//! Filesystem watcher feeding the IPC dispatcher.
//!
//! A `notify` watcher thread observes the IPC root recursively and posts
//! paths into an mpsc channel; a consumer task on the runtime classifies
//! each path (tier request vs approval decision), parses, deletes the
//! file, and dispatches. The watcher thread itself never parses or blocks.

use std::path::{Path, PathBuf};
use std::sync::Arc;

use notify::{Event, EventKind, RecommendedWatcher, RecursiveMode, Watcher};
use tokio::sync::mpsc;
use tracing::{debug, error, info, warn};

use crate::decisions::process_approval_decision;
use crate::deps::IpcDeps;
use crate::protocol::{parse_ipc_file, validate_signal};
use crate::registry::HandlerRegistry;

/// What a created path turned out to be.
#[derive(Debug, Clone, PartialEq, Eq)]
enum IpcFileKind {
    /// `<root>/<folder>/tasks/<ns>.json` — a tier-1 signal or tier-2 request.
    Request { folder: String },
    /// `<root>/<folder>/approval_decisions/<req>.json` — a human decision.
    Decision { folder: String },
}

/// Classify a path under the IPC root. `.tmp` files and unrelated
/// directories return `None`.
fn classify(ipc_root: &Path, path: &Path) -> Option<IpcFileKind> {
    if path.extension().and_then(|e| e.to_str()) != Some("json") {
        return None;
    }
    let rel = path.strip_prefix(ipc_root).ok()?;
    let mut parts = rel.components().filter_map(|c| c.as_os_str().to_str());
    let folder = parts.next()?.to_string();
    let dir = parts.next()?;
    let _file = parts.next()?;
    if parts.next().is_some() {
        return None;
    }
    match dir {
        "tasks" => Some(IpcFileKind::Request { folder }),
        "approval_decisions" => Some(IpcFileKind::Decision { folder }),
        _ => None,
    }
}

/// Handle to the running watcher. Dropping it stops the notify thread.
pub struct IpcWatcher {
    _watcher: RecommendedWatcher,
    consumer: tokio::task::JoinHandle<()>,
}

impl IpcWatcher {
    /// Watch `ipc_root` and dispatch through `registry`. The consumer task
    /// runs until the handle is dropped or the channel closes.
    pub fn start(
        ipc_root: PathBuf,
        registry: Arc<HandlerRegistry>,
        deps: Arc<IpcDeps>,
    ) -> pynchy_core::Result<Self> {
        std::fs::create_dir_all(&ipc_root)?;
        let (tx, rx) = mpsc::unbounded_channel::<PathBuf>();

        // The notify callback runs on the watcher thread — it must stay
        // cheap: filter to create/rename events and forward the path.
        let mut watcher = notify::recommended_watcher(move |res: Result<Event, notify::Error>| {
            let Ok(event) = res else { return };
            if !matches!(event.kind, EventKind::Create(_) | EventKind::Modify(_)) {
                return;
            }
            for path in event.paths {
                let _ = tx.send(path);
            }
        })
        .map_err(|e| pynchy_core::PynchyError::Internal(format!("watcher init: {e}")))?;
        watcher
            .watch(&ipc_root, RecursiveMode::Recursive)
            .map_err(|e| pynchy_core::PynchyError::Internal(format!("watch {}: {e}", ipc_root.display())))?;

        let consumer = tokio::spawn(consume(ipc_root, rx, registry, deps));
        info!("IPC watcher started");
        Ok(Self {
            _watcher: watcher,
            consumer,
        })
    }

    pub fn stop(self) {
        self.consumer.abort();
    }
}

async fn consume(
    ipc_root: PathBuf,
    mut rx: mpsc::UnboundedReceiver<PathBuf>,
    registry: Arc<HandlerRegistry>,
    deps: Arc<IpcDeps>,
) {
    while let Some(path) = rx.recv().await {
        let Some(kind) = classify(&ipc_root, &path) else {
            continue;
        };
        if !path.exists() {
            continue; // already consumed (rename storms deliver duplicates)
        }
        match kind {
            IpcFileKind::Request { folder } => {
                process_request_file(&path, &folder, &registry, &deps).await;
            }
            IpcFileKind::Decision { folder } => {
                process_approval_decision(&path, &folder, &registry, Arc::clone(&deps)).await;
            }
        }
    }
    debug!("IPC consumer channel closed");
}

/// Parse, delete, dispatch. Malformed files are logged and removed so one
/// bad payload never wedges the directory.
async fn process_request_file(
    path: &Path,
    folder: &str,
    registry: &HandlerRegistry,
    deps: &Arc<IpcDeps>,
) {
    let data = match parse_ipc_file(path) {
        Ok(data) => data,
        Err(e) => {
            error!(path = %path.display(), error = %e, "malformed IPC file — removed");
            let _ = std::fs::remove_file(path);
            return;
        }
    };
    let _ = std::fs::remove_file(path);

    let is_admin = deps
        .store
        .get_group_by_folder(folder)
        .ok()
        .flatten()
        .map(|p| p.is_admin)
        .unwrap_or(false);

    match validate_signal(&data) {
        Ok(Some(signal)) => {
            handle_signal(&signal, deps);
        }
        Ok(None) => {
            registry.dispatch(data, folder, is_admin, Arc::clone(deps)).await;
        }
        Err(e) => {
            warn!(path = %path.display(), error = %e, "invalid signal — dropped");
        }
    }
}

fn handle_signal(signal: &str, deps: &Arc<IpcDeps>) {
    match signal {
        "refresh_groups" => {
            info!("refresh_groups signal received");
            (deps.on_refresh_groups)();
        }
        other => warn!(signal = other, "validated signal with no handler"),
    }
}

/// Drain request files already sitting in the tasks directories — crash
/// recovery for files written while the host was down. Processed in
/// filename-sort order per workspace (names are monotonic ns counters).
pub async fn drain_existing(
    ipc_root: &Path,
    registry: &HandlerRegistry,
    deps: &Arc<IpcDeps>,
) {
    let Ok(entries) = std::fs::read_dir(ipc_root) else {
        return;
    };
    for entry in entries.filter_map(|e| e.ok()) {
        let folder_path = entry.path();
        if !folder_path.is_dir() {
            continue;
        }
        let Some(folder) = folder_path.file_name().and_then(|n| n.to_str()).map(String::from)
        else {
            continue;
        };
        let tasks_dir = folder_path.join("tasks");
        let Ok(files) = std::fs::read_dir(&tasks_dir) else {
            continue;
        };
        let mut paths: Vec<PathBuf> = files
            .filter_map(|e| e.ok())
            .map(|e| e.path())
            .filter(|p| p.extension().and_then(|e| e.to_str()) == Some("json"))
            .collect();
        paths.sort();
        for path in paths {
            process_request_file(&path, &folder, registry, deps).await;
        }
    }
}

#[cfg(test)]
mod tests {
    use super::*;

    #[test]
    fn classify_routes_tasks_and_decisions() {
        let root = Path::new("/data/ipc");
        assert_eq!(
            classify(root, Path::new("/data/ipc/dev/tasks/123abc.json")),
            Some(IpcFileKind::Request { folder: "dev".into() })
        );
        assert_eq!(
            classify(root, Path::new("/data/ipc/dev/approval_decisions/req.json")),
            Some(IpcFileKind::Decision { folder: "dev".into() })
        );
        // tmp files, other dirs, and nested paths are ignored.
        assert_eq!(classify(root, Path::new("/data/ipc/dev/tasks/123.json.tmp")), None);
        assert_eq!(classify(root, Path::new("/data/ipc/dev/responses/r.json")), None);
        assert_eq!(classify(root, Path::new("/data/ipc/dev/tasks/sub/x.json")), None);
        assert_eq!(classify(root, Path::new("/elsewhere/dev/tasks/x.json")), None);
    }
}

┄┄┄┄┄┄

### REQUIRED ACTION
Every line above with the string "RecommendedWatcher" in it needs to be copied.

### OUTPUT OF THE TASK
use notify::{Event, EventKind, RecommendedWatcher, RecursiveMode, Watcher};
    _watcher: RecommendedWatcher,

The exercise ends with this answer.